Authenticate API calls⚓︎

All INVERS REST APIs use the OAuth 2.0 protocol for authentication and authorization. This tutorial shows how to get an access token which is needed to make calls to the INVERS APIs. The examples show how to use curl to get an access token and then make an authorized API call with it.

Create a client⚓︎

In order to access the INVERS API from your application, you need a client for your application. If you do not have one, learn how to create a client. This only has to be done once for your application.

Authenticate⚓︎

Obtain an access token⚓︎

Let’s assume the following values for your OAuth 2.0 client credentials. Be sure to replace them with your values:

  • client_id: EXFL29#cl1
  • client_secret: eescrt8md3ntefkd…8m

Example (access token)⚓︎

Get an access token with your client’s credentials:

curl -X POST \
  'https://api.invers.com/auth/oauth/token?grant_type=client_credentials' \
  -u 'EXFL29#cl1:eescrt8md3ntefkd…8m' \ # (1)!
  -H 'Content-Type: application/json'
  1. Insert your combination of client_id and client_secret, separated by a : character.

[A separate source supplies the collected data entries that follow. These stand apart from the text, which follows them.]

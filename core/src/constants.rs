//! Centralized constants
//!
//! Every fixed URL template, default and content type lives here so the
//! link builder, the QR providers and the HTTP surface agree on them.

/// Base of the WhatsApp click-to-chat deep link
pub const DEEP_LINK_BASE: &str = "https://wa.me/";

/// Remote QR image generation endpoint (Strategy A)
pub const REMOTE_QR_ENDPOINT: &str = "https://api.qrserver.com/v1/create-qr-code/";

/// Default edge length in pixels of the QR image
pub const DEFAULT_QR_SIZE: u32 = 200;

/// Smallest QR edge length accepted by configuration
pub const MIN_QR_SIZE: u32 = 32;

/// Largest QR edge length accepted by configuration
pub const MAX_QR_SIZE: u32 = 1000;

/// Contact number shipped with the page
pub const DEFAULT_CONTACT_PHONE_NUMBER: &str = "+15551540430";

/// E.164 caps a number at 15 digits
pub const MAX_PHONE_DIGITS: usize = 15;

/// Default HTTP port
pub const DEFAULT_PORT: u16 = 8501;

/// Default bind address
pub const DEFAULT_BIND_ADDR: [u8; 4] = [0, 0, 0, 0];

/// Content type of locally generated QR images
pub const PNG_CONTENT_TYPE: &str = "image/png";

/// Content type of the SVG rendering
pub const SVG_CONTENT_TYPE: &str = "image/svg+xml";

/// Directory under the user config dir holding `CONFIG_FILE_NAME`
pub const CONFIG_DIR_NAME: &str = "msgscan";

/// Name of the TOML configuration file
pub const CONFIG_FILE_NAME: &str = "config.toml";

/// Route serving the locally generated PNG, also the remote fallback target
pub const LOCAL_QR_ROUTE: &str = "/qr.png";
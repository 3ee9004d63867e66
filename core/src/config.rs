//! Deployment configuration
//!
//! Read from a TOML file, for example:
//!
//! ```toml
//! contact_phone_number = "+15551540430"
//! qr_provider = "local"   # or "remote"
//! qr_size = 200
//! bind_addr = "0.0.0.0"
//! port = 8501
//! ```
//!
//! Every key is optional. The contact number is validated while parsing,
//! so a malformed number stops startup instead of rendering a broken link.

use std::net::{IpAddr, SocketAddr};
use std::path::{Path, PathBuf};

use serde::{Deserialize, Serialize};

use crate::constants::{
    CONFIG_DIR_NAME, CONFIG_FILE_NAME, DEFAULT_BIND_ADDR, DEFAULT_PORT, DEFAULT_QR_SIZE, MAX_QR_SIZE,
    MIN_QR_SIZE,
};
use crate::contact::PhoneNumber;
use crate::qr::ProviderKind;
use crate::{Error, Result};

/// Configuration for the contact page service
#[derive(Debug, Clone, PartialEq, Serialize, Deserialize)]
#[serde(default, deny_unknown_fields)]
pub struct Config {
    /// Destination of the contact link, E.164 format
    pub contact_phone_number: PhoneNumber,
    /// Strategy used to produce the QR image
    pub qr_provider: ProviderKind,
    /// Edge length of the QR image in pixels
    pub qr_size: u32,
    /// Address the HTTP server binds to
    pub bind_addr: IpAddr,
    /// Port the HTTP server listens on
    pub port: u16,
}

impl Default for Config {
    fn default() -> Self {
        Self {
            contact_phone_number: PhoneNumber::default(),
            qr_provider: ProviderKind::default(),
            qr_size: DEFAULT_QR_SIZE,
            bind_addr: IpAddr::from(DEFAULT_BIND_ADDR),
            port: DEFAULT_PORT,
        }
    }
}

impl Config {
    /// Parse and validate a TOML document
    pub fn from_toml_str(content: &str) -> Result<Self> {
        let config: Config =
            toml::from_str(content).map_err(|e| Error::Config(format!("TOML parsing error: {}", e)))?;
        config.validate()?;
        Ok(config)
    }

    /// Read, parse and validate a TOML file
    pub fn from_file<P: AsRef<Path>>(path: P) -> Result<Self> {
        let path = path.as_ref();
        let content = std::fs::read_to_string(path)
            .map_err(|e| Error::Config(format!("cannot read {}: {}", path.display(), e)))?;
        tracing::info!("loading configuration from {}", path.display());
        Self::from_toml_str(&content)
    }

    /// Load `path` if given, otherwise the per-user config file when it
    /// exists, otherwise the defaults.
    pub fn load(path: Option<&Path>) -> Result<Self> {
        if let Some(path) = path {
            return Self::from_file(path);
        }

        match default_config_path() {
            Some(path) if path.is_file() => Self::from_file(path),
            _ => {
                tracing::debug!("no configuration file, using defaults");
                Ok(Self::default())
            }
        }
    }

    /// Check constraints serde cannot express
    pub fn validate(&self) -> Result<()> {
        if !(MIN_QR_SIZE..=MAX_QR_SIZE).contains(&self.qr_size) {
            return Err(Error::Config(format!(
                "qr_size must be between {} and {}, got {}",
                MIN_QR_SIZE, MAX_QR_SIZE, self.qr_size
            )));
        }
        Ok(())
    }

    pub fn socket_addr(&self) -> SocketAddr {
        SocketAddr::new(self.bind_addr, self.port)
    }
}

/// `<user config dir>/msgscan/config.toml`
pub fn default_config_path() -> Option<PathBuf> {
    dirs::config_dir().map(|dir| dir.join(CONFIG_DIR_NAME).join(CONFIG_FILE_NAME))
}
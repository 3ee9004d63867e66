//! Contact phone number in international format

use std::fmt;
use std::str::FromStr;

use serde::{Deserialize, Deserializer, Serialize, Serializer};

use crate::constants::{DEFAULT_CONTACT_PHONE_NUMBER, MAX_PHONE_DIGITS};
use crate::{Error, Result};

/// Validated phone number: a leading `+` followed only by ASCII digits.
#[derive(Debug, Clone, PartialEq, Eq, Hash)]
pub struct PhoneNumber(String);

impl PhoneNumber {
    /// Parse and validate a number such as `+15551540430`.
    ///
    /// Surrounding whitespace is ignored. Anything else that is not a `+`
    /// followed by 1 to 15 digits is rejected.
    pub fn parse(input: &str) -> Result<Self> {
        let trimmed = input.trim();
        if trimmed.is_empty() {
            return Err(Error::invalid_phone(input, "empty"));
        }

        let digits = trimmed
            .strip_prefix('+')
            .ok_or_else(|| Error::invalid_phone(input, "must start with '+' and the country code"))?;

        if digits.is_empty() {
            return Err(Error::invalid_phone(input, "no digits after '+'"));
        }
        if let Some(bad) = digits.chars().find(|c| !c.is_ascii_digit()) {
            return Err(Error::invalid_phone(input, format!("unexpected character {:?}", bad)));
        }
        if digits.len() > MAX_PHONE_DIGITS {
            return Err(Error::invalid_phone(
                input,
                format!("{} digits (max {})", digits.len(), MAX_PHONE_DIGITS),
            ));
        }

        Ok(Self(trimmed.to_string()))
    }

    /// The number without its leading `+`
    pub fn digits(&self) -> &str {
        &self.0[1..]
    }

    pub fn as_str(&self) -> &str {
        &self.0
    }
}

impl Default for PhoneNumber {
    fn default() -> Self {
        Self(DEFAULT_CONTACT_PHONE_NUMBER.to_string())
    }
}

impl fmt::Display for PhoneNumber {
    fn fmt(&self, f: &mut fmt::Formatter<'_>) -> fmt::Result {
        f.write_str(&self.0)
    }
}

impl FromStr for PhoneNumber {
    type Err = Error;

    fn from_str(s: &str) -> Result<Self> {
        Self::parse(s)
    }
}

impl Serialize for PhoneNumber {
    fn serialize<S: Serializer>(&self, serializer: S) -> std::result::Result<S::Ok, S::Error> {
        serializer.serialize_str(&self.0)
    }
}

impl<'de> Deserialize<'de> for PhoneNumber {
    fn deserialize<D: Deserializer<'de>>(deserializer: D) -> std::result::Result<Self, D::Error> {
        let raw = String::deserialize(deserializer)?;
        Self::parse(&raw).map_err(serde::de::Error::custom)
    }
}
//! msgscan CLI - serves the message scanning project contact page.

mod commands;
mod ui;

use std::net::IpAddr;
use std::path::PathBuf;

use clap::{Parser, Subcommand};
use msgscan_core::{Config, PhoneNumber, ProviderKind};
use tracing_subscriber::EnvFilter;

#[derive(Parser)]
#[command(name = "msgscan")]
#[command(about = "Message scanning project contact page", long_about = None)]
struct Cli {
    /// TOML configuration file
    #[arg(short, long, env = "MSGSCAN_CONFIG")]
    config: Option<PathBuf>,

    /// Contact number in international format, e.g. +15551540430
    #[arg(long, env = "MSGSCAN_PHONE")]
    phone: Option<PhoneNumber>,

    /// QR image strategy: "local" or "remote"
    #[arg(long, env = "MSGSCAN_QR_PROVIDER")]
    provider: Option<ProviderKind>,

    /// QR image edge length in pixels
    #[arg(long)]
    size: Option<u32>,

    #[command(subcommand)]
    command: Option<Commands>,
}

#[derive(Subcommand)]
enum Commands {
    /// Serve the contact page (default)
    Serve {
        /// Port to listen on
        #[arg(short, long, env = "MSGSCAN_PORT")]
        port: Option<u16>,

        /// Address to bind to
        #[arg(short, long)]
        bind: Option<IpAddr>,
    },
    /// Show the deep link and its QR code in the terminal
    Link,
    /// Write the QR image to a file
    Qr {
        /// Output path for the PNG
        #[arg(short, long, default_value = "contact-qr.png")]
        output: PathBuf,
    },
}

impl Cli {
    /// Config file (or defaults) with command-line overrides applied
    fn load_config(&self) -> anyhow::Result<Config> {
        let mut config = Config::load(self.config.as_deref())?;

        if let Some(phone) = &self.phone {
            config.contact_phone_number = phone.clone();
        }
        if let Some(provider) = self.provider {
            config.qr_provider = provider;
        }
        if let Some(size) = self.size {
            config.qr_size = size;
        }

        config.validate()?;
        Ok(config)
    }
}

#[tokio::main]
async fn main() -> anyhow::Result<()> {
    tracing_subscriber::fmt()
        .with_env_filter(
            EnvFilter::from_default_env()
                .add_directive("msgscan=info".parse()?)
                .add_directive("msgscan_core=info".parse()?)
                .add_directive("tower_http=info".parse()?),
        )
        .init();

    let cli = Cli::parse();
    let config = cli.load_config()?;
    tracing::info!(
        "configuration loaded: contact {} via {} QR provider",
        config.contact_phone_number,
        config.qr_provider
    );

    match cli.command.unwrap_or(Commands::Serve { port: None, bind: None }) {
        Commands::Serve { port, bind } => commands::serve(config, port, bind).await?,
        Commands::Link => commands::show_link(config),
        Commands::Qr { output } => commands::write_qr(config, &output)?,
    }

    Ok(())
}
//! Strategy B: encode the QR symbol in-process

use std::io::Cursor;

use image::{ImageFormat, Luma};
use qrcode::{render::svg, QrCode};

use super::{ProviderKind, QrImage, QrImageProvider};
use crate::contact::DeepLink;
use crate::Result;

/// Encodes deep links locally and serialises them as PNG.
///
/// Output is deterministic for a given link and size. No network access,
/// so the contact number never leaves the process.
#[derive(Debug, Clone, Copy)]
pub struct LocalQrProvider {
    size: u32,
}

impl LocalQrProvider {
    pub fn new(size: u32) -> Self {
        Self { size }
    }

    fn encode(link: &DeepLink) -> Result<QrCode> {
        Ok(QrCode::new(link.as_str().as_bytes())?)
    }

    /// PNG bytes of the QR symbol, at least `size` pixels wide, quiet zone included
    pub fn render_png(&self, link: &DeepLink) -> Result<Vec<u8>> {
        let code = Self::encode(link)?;
        let image = code
            .render::<Luma<u8>>()
            .min_dimensions(self.size, self.size)
            .build();

        let mut buf = Vec::new();
        image.write_to(&mut Cursor::new(&mut buf), ImageFormat::Png)?;

        tracing::debug!(
            "rendered {}x{} QR png ({} bytes) for {}",
            image.width(),
            image.height(),
            buf.len(),
            link
        );
        Ok(buf)
    }

    /// SVG document of the QR symbol
    pub fn render_svg(&self, link: &DeepLink) -> Result<String> {
        let code = Self::encode(link)?;
        let svg = code
            .render::<svg::Color>()
            .min_dimensions(self.size, self.size)
            .build();

        Ok(svg)
    }
}

impl QrImageProvider for LocalQrProvider {
    fn kind(&self) -> ProviderKind {
        ProviderKind::LocalGeneration
    }

    fn provide(&self, link: &DeepLink) -> Result<QrImage> {
        self.render_png(link).map(QrImage::Png)
    }
}

#[cfg(test)]
mod tests {
    use super::*;
    use crate::contact::{build_deep_link, PhoneNumber};

    const PNG_SIGNATURE: &[u8] = &[0x89, b'P', b'N', b'G', b'\r', b'\n', 0x1a, b'\n'];

    fn link(phone: &str) -> DeepLink {
        build_deep_link(&PhoneNumber::parse(phone).unwrap())
    }

    fn decode_png(bytes: &[u8]) -> String {
        let image = image::load_from_memory(bytes).unwrap().to_luma8();
        let mut prepared = rqrr::PreparedImage::prepare_from_greyscale(
            image.width() as usize,
            image.height() as usize,
            |x, y| image.get_pixel(x as u32, y as u32)[0],
        );
        let grids = prepared.detect_grids();
        assert_eq!(grids.len(), 1, "expected exactly one QR symbol");
        let (_, content) = grids[0].decode().unwrap();
        content
    }

    #[test]
    fn test_png_decodes_to_deep_link() {
        let link = link("+15551540430");
        let image = LocalQrProvider::new(200).provide(&link).unwrap();

        let QrImage::Png(bytes) = image else {
            panic!("local provider must return png bytes");
        };
        assert!(bytes.starts_with(PNG_SIGNATURE));
        assert_eq!(decode_png(&bytes), "https://wa.me/15551540430");
    }

    #[test]
    fn test_png_respects_min_size() {
        let link = link("+15551540430");
        for size in [64, 200, 480] {
            let bytes = LocalQrProvider::new(size).render_png(&link).unwrap();
            let image = image::load_from_memory(&bytes).unwrap();
            assert!(image.width() >= size);
            assert_eq!(image.width(), image.height());
        }
    }

    #[test]
    fn test_png_deterministic() {
        let link = link("+4915112345678");
        let provider = LocalQrProvider::new(200);
        assert_eq!(provider.render_png(&link).unwrap(), provider.render_png(&link).unwrap());
    }

    #[test]
    fn test_svg_output() {
        let svg = LocalQrProvider::new(200).render_svg(&link("+15551540430")).unwrap();
        assert!(svg.contains("<svg"));
        assert!(svg.contains("</svg>"));
    }
}
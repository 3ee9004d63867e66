//! Click-to-chat deep link

use std::fmt;

use serde::Serialize;

use super::PhoneNumber;
use crate::constants::DEEP_LINK_BASE;

/// URL that opens a chat with a given number in the messaging client.
#[derive(Debug, Clone, PartialEq, Eq, Hash, Serialize)]
#[serde(transparent)]
pub struct DeepLink(String);

impl DeepLink {
    pub fn as_str(&self) -> &str {
        &self.0
    }
}

impl fmt::Display for DeepLink {
    fn fmt(&self, f: &mut fmt::Formatter<'_>) -> fmt::Result {
        f.write_str(&self.0)
    }
}

impl AsRef<str> for DeepLink {
    fn as_ref(&self) -> &str {
        &self.0
    }
}

/// Build the deep link for `phone`: the base URL followed by the digits
/// of the number, its leading `+` dropped.
pub fn build_deep_link(phone: &PhoneNumber) -> DeepLink {
    DeepLink(format!("{}{}", DEEP_LINK_BASE, phone.digits()))
}
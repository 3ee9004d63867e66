//! Strategy A: delegate QR rendering to a remote API

use super::{ProviderKind, QrImage, QrImageProvider};
use crate::constants::REMOTE_QR_ENDPOINT;
use crate::contact::DeepLink;
use crate::Result;

/// Builds image URLs on a third-party QR generation endpoint.
///
/// Nothing is fetched here. The browser requests the URL while rendering
/// the page, which sends the contact number to the third party each time.
#[derive(Debug, Clone)]
pub struct RemoteQrProvider {
    endpoint: String,
    size: u32,
}

impl RemoteQrProvider {
    pub fn new(size: u32) -> Self {
        Self::with_endpoint(REMOTE_QR_ENDPOINT, size)
    }

    pub fn with_endpoint(endpoint: impl Into<String>, size: u32) -> Self {
        let endpoint = endpoint.into();
        tracing::warn!(
            "remote QR provider selected: the contact number is sent to {} on every render",
            endpoint
        );
        Self { endpoint, size }
    }

    /// Image URL encoding `link`
    pub fn image_url(&self, link: &DeepLink) -> String {
        format!(
            "{}?size={}x{}&data={}",
            self.endpoint,
            self.size,
            self.size,
            urlencoding::encode(link.as_str()),
        )
    }
}

impl QrImageProvider for RemoteQrProvider {
    fn kind(&self) -> ProviderKind {
        ProviderKind::RemoteDelegation
    }

    fn provide(&self, link: &DeepLink) -> Result<QrImage> {
        Ok(QrImage::Remote(self.image_url(link)))
    }
}
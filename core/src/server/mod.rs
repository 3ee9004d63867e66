//! HTTP server for the contact page

mod routes;

use std::future::Future;
use std::net::SocketAddr;
use std::sync::Arc;

use axum::routing::get;
use axum::Router;
use tokio::net::TcpListener;
use tower_http::trace::TraceLayer;

use crate::constants::LOCAL_QR_ROUTE;
use crate::service::ContactService;
use crate::Result;

/// Build the router serving the page, its QR images and status endpoints
pub fn router(service: Arc<ContactService>) -> Router {
    Router::new()
        .route("/", get(routes::page))
        .route("/qr", get(routes::qr))
        .route(LOCAL_QR_ROUTE, get(routes::qr_png))
        .route("/qr.svg", get(routes::qr_svg))
        .route("/link", get(routes::link))
        .route("/health", get(routes::health))
        .layer(TraceLayer::new_for_http())
        .with_state(service)
}

/// Bound HTTP server
pub struct Server {
    listener: TcpListener,
    addr: SocketAddr,
}

impl Server {
    /// Bind to an address and create the server
    pub async fn bind(addr: SocketAddr) -> Result<Self> {
        let listener = TcpListener::bind(addr).await?;
        let addr = listener.local_addr()?;

        tracing::info!("http server listening on {}", addr);

        Ok(Self { listener, addr })
    }

    /// Address actually bound, with the real port when 0 was requested
    pub fn local_addr(&self) -> SocketAddr {
        self.addr
    }

    pub fn port(&self) -> u16 {
        self.addr.port()
    }

    /// Serve until `shutdown` resolves, then drain in-flight requests
    pub async fn run<F>(self, service: Arc<ContactService>, shutdown: F) -> Result<()>
    where
        F: Future<Output = ()> + Send + 'static,
    {
        axum::serve(self.listener, router(service))
            .with_graceful_shutdown(shutdown)
            .await?;

        tracing::info!("http server on {} stopped", self.addr);
        Ok(())
    }
}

The response from the authorization endpoint contains the access token.

{
  "access_token" : "eyJraWQiO…(truncated)…M2VhNtYWE3",
  "token_type" : "bearer",
  "expires_in" : 900
}

The access token can be used for subsequent calls to the REST APIs. It expires after 15 minutes as indicated by the number of seconds in the expires_in property.

Use access token in API calls⚓︎

Now it is time for the first real API call: Let’s get a list of vehicles in your fleet from the API. Be sure to replace ❰access_token❱ with the value in access_token from the previous step.

Example (API call)⚓︎

Get list of vehicles:

curl -X GET 'https://api.invers.com/vehicles' \ # (1)!
  -H 'Authorization: Bearer ❰access_token❱' \ # (2)!
  -H 'Content-Type: application/json'
  1. This example simply returns a list of your fleet’s vehicles. Passing the access_token works the same for all resources of the INVERS OneAPI.
  2. Insert your access_token as bearer.

If the request has been successful, a JSON object is returned along with HTTP status code 200. If there are vehicles in your fleet, the response contains a list of these vehicles.

Use the access token multiple times

Once you have the access token, be sure to use it for any subsequent calls in the next minutes. In other words: Do not get a new access token for every single API call.

It is recommended to wrap your REST API calls in a way that a new access token is automatically fetched if the existing token will expire in less than 2 minutes.